Time Warp

I can’t believe that it was a year ago that I interviewed for the CIO job at Wellesley. My first interview was on Sep 10 when I met with the search committee in two groups and then the second one was on Sep 17th, which was a day-long visit to the campus with some individual and some group interviews. This was followed by a student from South Africa giving me a tour of the College campus and then dinner with a few members of the search committee. During the interviews I heard about FirstClass a little bit, but the student talked a lot about it. Honestly, I had no clue about it until then. After I accepted the job in early October, FirstClass would occupy a significant portion of my life and it still continues, a year later.

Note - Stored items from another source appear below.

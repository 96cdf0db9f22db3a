//! Shared types for Seed Core
//!
//! Request and response payloads that cross the FFI and CLI boundaries.
//!
//! SECURITY: payloads that carry seed text zeroize it on drop.

use serde::{Deserialize, Serialize};
use zeroize::Zeroize;

use crate::error::CoreError;

// =============================================================================
// Seed Payloads
// =============================================================================

/// A seed rendered as text for the calling shell
#[derive(Clone, Serialize, Deserialize)]
pub struct SeedResponse {
    pub seed: String,
}

impl Drop for SeedResponse {
    fn drop(&mut self) {
        self.seed.zeroize();
    }
}

/// Batch of seeds printed by the CLI
#[derive(Serialize, Deserialize)]
pub struct SeedBatchResponse {
    pub seeds: Vec<String>,
}

impl Drop for SeedBatchResponse {
    fn drop(&mut self) {
        self.seeds.iter_mut().for_each(|s| s.zeroize());
    }
}

/// Validation request; a missing or null seed is reported as `empty_or_null`
#[derive(Deserialize)]
pub struct ValidateRequest {
    #[serde(default)]
    pub seed: Option<String>,
}

impl Drop for ValidateRequest {
    fn drop(&mut self) {
        if let Some(seed) = self.seed.as_mut() {
            seed.zeroize();
        }
    }
}

/// Re-draw one symbol of a seed under review
#[derive(Deserialize)]
pub struct RandomizeRequest {
    pub seed: String,
    pub position: usize,
}

impl Drop for RandomizeRequest {
    fn drop(&mut self) {
        self.seed.zeroize();
    }
}

/// Outcome of a validation, as reported by the CLI with `--json`
#[derive(Debug, Clone, Serialize, Deserialize)]
pub struct ValidationReport {
    pub valid: bool,
    #[serde(default, skip_serializing_if = "Option::is_none")]
    pub error: Option<CoreError>,
}

impl ValidationReport {
    pub fn valid() -> Self {
        Self {
            valid: true,
            error: None,
        }
    }

    pub fn invalid(error: CoreError) -> Self {
        Self {
            valid: false,
            error: Some(error),
        }
    }
}

// =============================================================================
// API Response Wrapper
// =============================================================================

/// Standard API response wrapper for FFI
#[derive(Debug, Clone, Serialize, Deserialize)]
pub struct ApiResponse<T> {
    pub success: bool,
    pub data: Option<T>,
    pub error: Option<CoreError>,
}

impl<T> ApiResponse<T> {
    pub fn ok(data: T) -> Self {
        Self {
            success: true,
            data: Some(data),
            error: None,
        }
    }

    pub fn err(error: CoreError) -> Self {
        Self {
            success: false,
            data: None,
            error: Some(error),
        }
    }
}

impl<T: Serialize> ApiResponse<T> {
    pub fn to_json(&self) -> String {
        serde_json::to_string(self).unwrap_or_else(|_| {
            r#"{"success":false,"error":{"code":"internal","message":"Serialization failed"}}"#.to_string()
        })
    }
}
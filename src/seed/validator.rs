//! Seed Validation
//!
//! The only path from unchecked input to a [`Seed`]. Checks run in a fixed
//! order: empty, length, then characters (lowest offending position wins).

use zeroize::Zeroizing;

use super::alphabet::{self, SEED_LENGTH};
use super::types::Seed;
use super::SeedError;

/// Validate a seed typed or pasted by the user
pub fn validate(candidate: &str) -> Result<Seed, SeedError> {
    if candidate.is_empty() {
        return Err(SeedError::EmptyOrNull);
    }

    let actual = candidate.chars().count();
    if actual != SEED_LENGTH {
        return Err(SeedError::InvalidLength {
            expected: SEED_LENGTH,
            actual,
        });
    }

    if let Some(position) = candidate.chars().position(|c| !alphabet::contains_char(c)) {
        return Err(SeedError::InvalidCharacter { position });
    }

    // All symbols are ASCII here, so bytes and chars line up
    validate_bytes(candidate.as_bytes())
}

/// Validate a raw symbol buffer
pub fn validate_bytes(candidate: &[u8]) -> Result<Seed, SeedError> {
    if candidate.is_empty() {
        return Err(SeedError::EmptyOrNull);
    }

    if candidate.len() != SEED_LENGTH {
        return Err(SeedError::InvalidLength {
            expected: SEED_LENGTH,
            actual: candidate.len(),
        });
    }

    let mut symbols = Zeroizing::new([0u8; SEED_LENGTH]);
    for (position, (&symbol, slot)) in candidate.iter().zip(symbols.iter_mut()).enumerate() {
        if !alphabet::contains(symbol) {
            return Err(SeedError::InvalidCharacter { position });
        }
        *slot = symbol;
    }

    Ok(Seed::from_checked(*symbols))
}

/// Validate a seed that may be absent
pub fn validate_optional(candidate: Option<&str>) -> Result<Seed, SeedError> {
    match candidate {
        Some(value) => validate(value),
        None => Err(SeedError::EmptyOrNull),
    }
}

/// Check a candidate without keeping the resulting seed
pub fn is_valid_seed(candidate: &str) -> bool {
    validate(candidate).is_ok()
}
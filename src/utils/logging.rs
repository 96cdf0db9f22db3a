//! Structured Logging with Sensitive Data Redaction
//!
//! Log lines go to stderr. Fields whose key names seed material are
//! replaced with a length marker before they are formatted:
//! - Seeds, trytes and trits
//! - Raw candidates typed by the user
//! - Entropy buffers

use std::fmt;
use std::sync::atomic::{AtomicBool, Ordering};

/// Global flag to enable/disable debug logging
static DEBUG_ENABLED: AtomicBool = AtomicBool::new(false);

/// Enable debug logging
pub fn enable_debug() {
    DEBUG_ENABLED.store(true, Ordering::SeqCst);
}

/// Disable debug logging
pub fn disable_debug() {
    DEBUG_ENABLED.store(false, Ordering::SeqCst);
}

/// Check if debug logging is enabled
pub fn is_debug_enabled() -> bool {
    DEBUG_ENABLED.load(Ordering::SeqCst)
}

/// Apply the logging part of the configuration
pub fn init_from_settings(settings: &crate::utils::config::SeedSettings) {
    if settings.debug_logging {
        enable_debug();
    } else {
        disable_debug();
    }
}

/// Log levels
#[derive(Debug, Clone, Copy, PartialEq, Eq, PartialOrd, Ord)]
pub enum LogLevel {
    Debug,
    Info,
    Warn,
    Error,
}

impl fmt::Display for LogLevel {
    fn fmt(&self, f: &mut fmt::Formatter<'_>) -> fmt::Result {
        match self {
            LogLevel::Debug => write!(f, "DEBUG"),
            LogLevel::Info => write!(f, "INFO"),
            LogLevel::Warn => write!(f, "WARN"),
            LogLevel::Error => write!(f, "ERROR"),
        }
    }
}

/// Structured log entry
#[derive(Debug)]
pub struct LogEntry {
    pub level: LogLevel,
    pub module: &'static str,
    pub message: String,
    pub fields: Vec<(&'static str, String)>,
}

impl LogEntry {
    pub fn new(level: LogLevel, module: &'static str, message: impl Into<String>) -> Self {
        Self {
            level,
            module,
            message: message.into(),
            fields: Vec::new(),
        }
    }

    /// Add a field to the log entry (auto-redacts sensitive data)
    pub fn field(mut self, key: &'static str, value: impl fmt::Display) -> Self {
        let value_str = value.to_string();
        let redacted = redact_if_sensitive(key, &value_str);
        self.fields.push((key, redacted));
        self
    }

    /// Add a field with explicit redaction
    pub fn redacted_field(mut self, key: &'static str, value: impl fmt::Display) -> Self {
        let redacted = redact_value(&value.to_string());
        self.fields.push((key, redacted));
        self
    }

    /// Render the line without emitting it
    pub fn format(&self) -> String {
        let fields_str = self.fields
            .iter()
            .map(|(k, v)| format!("{}={}", k, v))
            .collect::<Vec<_>>()
            .join(" ");

        let timestamp = chrono::Utc::now().format("%Y-%m-%dT%H:%M:%S%.3fZ");

        if fields_str.is_empty() {
            format!("[{}] {} [{}] {}", timestamp, self.level, self.module, self.message)
        } else {
            format!("[{}] {} [{}] {} | {}", timestamp, self.level, self.module, self.message, fields_str)
        }
    }

    /// Log the entry
    pub fn log(self) {
        // Skip debug logs if not enabled
        if self.level == LogLevel::Debug && !is_debug_enabled() {
            return;
        }
        eprintln!("{}", self.format());
    }
}

/// Redact a value if the key suggests it's sensitive
fn redact_if_sensitive(key: &str, value: &str) -> String {
    let key_lower = key.to_lowercase();

    let fully_redacted_keys = [
        "seed", "tryte", "trit", "candidate", "secret", "entropy", "input",
    ];

    // "seed_count" style counters are safe to show
    if key_lower.ends_with("_count") || key_lower.ends_with("_len") {
        return value.to_string();
    }

    for sensitive_key in &fully_redacted_keys {
        if key_lower.contains(sensitive_key) {
            return redact_value(value);
        }
    }

    value.to_string()
}

/// Fully redact a sensitive value
fn redact_value(value: &str) -> String {
    if value.is_empty() {
        return "[EMPTY]".to_string();
    }

    let len = value.chars().count();
    if len <= 4 {
        "[REDACTED]".to_string()
    } else {
        format!("[REDACTED:{}chars]", len)
    }
}

/// Convenience macro for debug logging
#[macro_export]
macro_rules! log_debug {
    ($module:expr, $msg:expr) => {
        $crate::utils::logging::LogEntry::new(
            $crate::utils::logging::LogLevel::Debug,
            $module,
            $msg
        ).log()
    };
    ($module:expr, $msg:expr, $($key:ident = $value:expr),* $(,)?) => {
        $crate::utils::logging::LogEntry::new(
            $crate::utils::logging::LogLevel::Debug,
            $module,
            $msg
        )
        $(.field(stringify!($key), &$value))*
        .log()
    };
}

/// Convenience macro for info logging
#[macro_export]
macro_rules! log_info {
    ($module:expr, $msg:expr) => {
        $crate::utils::logging::LogEntry::new(
            $crate::utils::logging::LogLevel::Info,
            $module,
            $msg
        ).log()
    };
    ($module:expr, $msg:expr, $($key:ident = $value:expr),* $(,)?) => {
        $crate::utils::logging::LogEntry::new(
            $crate::utils::logging::LogLevel::Info,
            $module,
            $msg
        )
        $(.field(stringify!($key), &$value))*
        .log()
    };
}

/// Convenience macro for warning logging
#[macro_export]
macro_rules! log_warn {
    ($module:expr, $msg:expr) => {
        $crate::utils::logging::LogEntry::new(
            $crate::utils::logging::LogLevel::Warn,
            $module,
            $msg
        ).log()
    };
    ($module:expr, $msg:expr, $($key:ident = $value:expr),* $(,)?) => {
        $crate::utils::logging::LogEntry::new(
            $crate::utils::logging::LogLevel::Warn,
            $module,
            $msg
        )
        $(.field(stringify!($key), &$value))*
        .log()
    };
}

/// Convenience macro for error logging
#[macro_export]
macro_rules! log_error {
    ($module:expr, $msg:expr) => {
        $crate::utils::logging::LogEntry::new(
            $crate::utils::logging::LogLevel::Error,
            $module,
            $msg
        ).log()
    };
    ($module:expr, $msg:expr, $($key:ident = $value:expr),* $(,)?) => {
        $crate::utils::logging::LogEntry::new(
            $crate::utils::logging::LogLevel::Error,
            $module,
            $msg
        )
        $(.field(stringify!($key), &$value))*
        .log()
    };
}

I remember Sept 17th vividly – I was staying in a hotel in Needham and was trying to look up directions to the College and the website was down. I looked in Google Maps and left the hotel. I had totally underestimated the time it would take to get to the College. I parked in the garage and was desperately looking to see how to get to the President’s office for my first interview with President Bottomly and there were no clear signs. I asked a student who pointed me in the direction of Green Hall and I rushed, but no idea which entrance to use. Somehow, I made it with 5 minutes to spare. And praying that I will not get a crisis call from Pace University (where I was working)  during the day. And my prayers were answered.

All of us in academia talk about the contrast between summer and fall, which is real. I played so much golf during the summer. Since the beginning of semester and the fact that days are getting shorter, golfing has practically stopped. Now, I have an excuse I can use when my score is bad – the start of the semester.

I looked at the blog and didn’t realize that I have not written anything for two weeks. Time just flies I guess. Last week was a busy one. I attended the Chairs meeting along with the Registrar. Many faculty members thanked our team for helping them during the Google transition and I assured them that they will be there for the remainder of the departments. I also heard from those who did not have that great an experience with the transition. I am meeting with a few to learn what didn’t work, so we can correct the issues. I stressed the importance of seeking help because, whichever way we cut it, it ain’t easy even for those that are technologically advanced. They may understand GMail and FirstClass really well, but the interplay between the two are deeply technical.

For eg. since we have not moved everyone yet, a lot of emails still pass through FirstClass. FirstClass keeps a copy of all emails that it forwards, as a result of which users go over quota (since they no longer are in FC and cleaning up messages). Apparently, when this happens, the user account cannot send any emails, which means they cannot forward any longer either. The sender is not informed that the user is over quota! Our systems folks are monitoring this and adjusting the quota as needed. Transition pains, as they call it!

I also spoke at the Science Faculty Seminar about managing LTS, how it is a classic constrained optimization problem trying to maximize the customer satisfaction with far too many constraints. Except, we don’t know the functional form for the function we are trying to work with. So, I talked about some of the major constraints that we have to work with – vendors imposing non-negotiable changes, government regulations, varying technical expertise of users, varying levels of resistance to change, budgets etc.

I feel these touch points are extremely important. They allow me to communicate with the faculty and staff so they get a better appreciation of what we are trying to do. Not necessarily the case that everyone agrees with everything we do, but that is OK. Having a dialog is far more important. I have received questions and emails from several faculty members after these two presentations, so I feel like it was all worth it.

In the meantime, we are progressing really well in a lot of fronts – our institutional repository is beginning to take shape, we had a very nice LTS Expo, our portal will be enhanced with more applications (including easy access to library resources), we are rolling out the email aliases of untruncated usernames of first initial followed by last name, firstname.lastname and preferredname.lastname to a test group of users this week with the intent of doing this for everyone shortly thereafter.

All of these will be viewed as changes and those who have been asking for these will say “Thank you, but, tell me, what took you so long?” and others will say “Here you go again, introducing more changes…” It is all in the eyes of the beholder and it is our job to explain all of these to our users patiently and where applicable, like the repository or the email aliases, there is no need to use them if you don’t want to.

I wonder where things would be a year from now when the email transition would be in more of a steady-state. Time does not really warp yet, so we have to go through the transition pains.